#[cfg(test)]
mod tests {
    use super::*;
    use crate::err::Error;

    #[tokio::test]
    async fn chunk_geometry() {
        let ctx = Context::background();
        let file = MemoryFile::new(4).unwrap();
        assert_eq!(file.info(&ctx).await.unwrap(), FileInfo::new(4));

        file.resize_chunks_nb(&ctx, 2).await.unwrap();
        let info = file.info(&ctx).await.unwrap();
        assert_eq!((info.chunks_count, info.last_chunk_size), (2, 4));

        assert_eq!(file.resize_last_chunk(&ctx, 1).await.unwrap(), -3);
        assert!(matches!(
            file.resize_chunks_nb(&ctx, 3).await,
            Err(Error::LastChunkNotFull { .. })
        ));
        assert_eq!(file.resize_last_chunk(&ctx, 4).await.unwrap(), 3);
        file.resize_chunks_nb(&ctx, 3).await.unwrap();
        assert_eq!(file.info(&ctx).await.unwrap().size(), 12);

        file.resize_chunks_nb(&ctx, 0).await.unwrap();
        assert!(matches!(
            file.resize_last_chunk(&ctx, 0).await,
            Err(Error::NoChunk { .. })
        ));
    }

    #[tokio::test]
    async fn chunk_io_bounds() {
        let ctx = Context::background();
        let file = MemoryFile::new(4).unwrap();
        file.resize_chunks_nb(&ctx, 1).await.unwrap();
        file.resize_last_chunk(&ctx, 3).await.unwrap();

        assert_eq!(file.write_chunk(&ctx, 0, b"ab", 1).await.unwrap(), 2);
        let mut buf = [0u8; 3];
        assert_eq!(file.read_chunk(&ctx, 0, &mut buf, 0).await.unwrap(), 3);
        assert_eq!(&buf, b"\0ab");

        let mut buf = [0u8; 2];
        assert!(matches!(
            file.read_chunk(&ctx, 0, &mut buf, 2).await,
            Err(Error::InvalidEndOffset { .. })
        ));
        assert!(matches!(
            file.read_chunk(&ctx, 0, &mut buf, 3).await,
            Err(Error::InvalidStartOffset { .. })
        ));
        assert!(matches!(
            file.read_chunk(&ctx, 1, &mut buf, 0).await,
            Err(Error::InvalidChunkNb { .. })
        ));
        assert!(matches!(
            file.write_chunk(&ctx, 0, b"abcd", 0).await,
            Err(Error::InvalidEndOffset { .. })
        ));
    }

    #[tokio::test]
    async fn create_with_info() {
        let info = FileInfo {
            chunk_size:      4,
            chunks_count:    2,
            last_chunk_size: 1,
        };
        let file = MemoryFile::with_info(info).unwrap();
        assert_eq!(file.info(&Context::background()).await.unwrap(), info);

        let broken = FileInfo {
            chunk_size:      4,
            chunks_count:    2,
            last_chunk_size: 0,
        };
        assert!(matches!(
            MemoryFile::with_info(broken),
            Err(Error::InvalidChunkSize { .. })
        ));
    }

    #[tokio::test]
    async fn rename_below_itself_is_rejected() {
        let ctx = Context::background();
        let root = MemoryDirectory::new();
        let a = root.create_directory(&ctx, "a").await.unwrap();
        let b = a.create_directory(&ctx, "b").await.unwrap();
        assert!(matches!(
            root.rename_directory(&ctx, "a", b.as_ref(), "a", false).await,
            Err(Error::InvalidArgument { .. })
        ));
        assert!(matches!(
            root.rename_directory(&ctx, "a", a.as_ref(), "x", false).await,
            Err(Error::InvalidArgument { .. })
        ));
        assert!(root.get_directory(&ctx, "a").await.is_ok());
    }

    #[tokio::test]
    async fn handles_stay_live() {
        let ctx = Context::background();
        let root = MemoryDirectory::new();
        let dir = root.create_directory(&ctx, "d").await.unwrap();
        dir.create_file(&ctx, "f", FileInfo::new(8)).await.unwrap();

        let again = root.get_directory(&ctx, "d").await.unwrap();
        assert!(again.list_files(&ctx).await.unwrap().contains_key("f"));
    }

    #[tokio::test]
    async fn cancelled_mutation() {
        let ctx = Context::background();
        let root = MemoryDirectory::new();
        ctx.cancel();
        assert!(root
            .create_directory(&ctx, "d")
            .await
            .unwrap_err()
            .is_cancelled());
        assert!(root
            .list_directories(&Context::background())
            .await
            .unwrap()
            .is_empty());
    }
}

----

◆ WHAT IS EXPECTED ◆
Would you set down every record again, exactly as it appears above?

◆ ANSWER ◆
#[cfg(test)]
mod tests {
    use super::*;
    use crate::err::Error;

    #[tokio::test]
    async fn chunk_geometry() {
        let ctx = Context::background();
        let file = MemoryFile::new(4).unwrap();
        assert_eq!(file.info(&ctx).await.unwrap(), FileInfo::new(4));

        file.resize_chunks_nb(&ctx, 2).await.unwrap();
        let info = file.info(&ctx).await.unwrap();
        assert_eq!((info.chunks_count, info.last_chunk_size), (2, 4));

        assert_eq!(file.resize_last_chunk(&ctx, 1).await.unwrap(), -3);
        assert!(matches!(
            file.resize_chunks_nb(&ctx, 3).await,
            Err(Error::LastChunkNotFull { .. })
        ));
        assert_eq!(file.resize_last_chunk(&ctx, 4).await.unwrap(), 3);
        file.resize_chunks_nb(&ctx, 3).await.unwrap();
        assert_eq!(file.info(&ctx).await.unwrap().size(), 12);

        file.resize_chunks_nb(&ctx, 0).await.unwrap();
        assert!(matches!(
            file.resize_last_chunk(&ctx, 0).await,
            Err(Error::NoChunk { .. })
        ));
    }

    #[tokio::test]
    async fn chunk_io_bounds() {
        let ctx = Context::background();
        let file = MemoryFile::new(4).unwrap();
        file.resize_chunks_nb(&ctx, 1).await.unwrap();
        file.resize_last_chunk(&ctx, 3).await.unwrap();

        assert_eq!(file.write_chunk(&ctx, 0, b"ab", 1).await.unwrap(), 2);
        let mut buf = [0u8; 3];
        assert_eq!(file.read_chunk(&ctx, 0, &mut buf, 0).await.unwrap(), 3);
        assert_eq!(&buf, b"\0ab");

        let mut buf = [0u8; 2];
        assert!(matches!(
            file.read_chunk(&ctx, 0, &mut buf, 2).await,
            Err(Error::InvalidEndOffset { .. })
        ));
        assert!(matches!(
            file.read_chunk(&ctx, 0, &mut buf, 3).await,
            Err(Error::InvalidStartOffset { .. })
        ));
        assert!(matches!(
            file.read_chunk(&ctx, 1, &mut buf, 0).await,
            Err(Error::InvalidChunkNb { .. })
        ));
        assert!(matches!(
            file.write_chunk(&ctx, 0, b"abcd", 0).await,
            Err(Error::InvalidEndOffset { .. })
        ));
    }

    #[tokio::test]
    async fn create_with_info() {
        let info = FileInfo {
            chunk_size:      4,
            chunks_count:    2,
            last_chunk_size: 1,
        };
        let file = MemoryFile::with_info(info).unwrap();
        assert_eq!(file.info(&Context::background()).await.unwrap(), info);

        let broken = FileInfo {
            chunk_size:      4,
            chunks_count:    2,
            last_chunk_size: 0,
        };
        assert!(matches!(
            MemoryFile::with_info(broken),
            Err(Error::InvalidChunkSize { .. })
        ));
    }

    #[tokio::test]
    async fn rename_below_itself_is_rejected() {
        let ctx = Context::background();
        let root = MemoryDirectory::new();
        let a = root.create_directory(&ctx, "a").await.unwrap();
        let b = a.create_directory(&ctx, "b").await.unwrap();
        assert!(matches!(
            root.rename_directory(&ctx, "a", b.as_ref(), "a", false).await,
            Err(Error::InvalidArgument { .. })
        ));
        assert!(matches!(
            root.rename_directory(&ctx, "a", a.as_ref(), "x", false).await,
            Err(Error::InvalidArgument { .. })
        ));
        assert!(root.get_directory(&ctx, "a").await.is_ok());
    }

    #[tokio::test]
    async fn handles_stay_live() {
        let ctx = Context::background();
        let root = MemoryDirectory::new();
        let dir = root.create_directory(&ctx, "d").await.unwrap();
        dir.create_file(&ctx, "f", FileInfo::new(8)).await.unwrap();

        let again = root.get_directory(&ctx, "d").await.unwrap();
        assert!(again.list_files(&ctx).await.unwrap().contains_key("f"));
    }

    #[tokio::test]
    async fn cancelled_mutation() {
        let ctx = Context::background();
        let root = MemoryDirectory::new();
        ctx.cancel();
        assert!(root
            .create_directory(&ctx, "d")
            .await
            .unwrap_err()
            .is_cancelled());
        assert!(root
            .list_directories(&Context::background())
            .await
            .unwrap()
            .is_empty());
    }
}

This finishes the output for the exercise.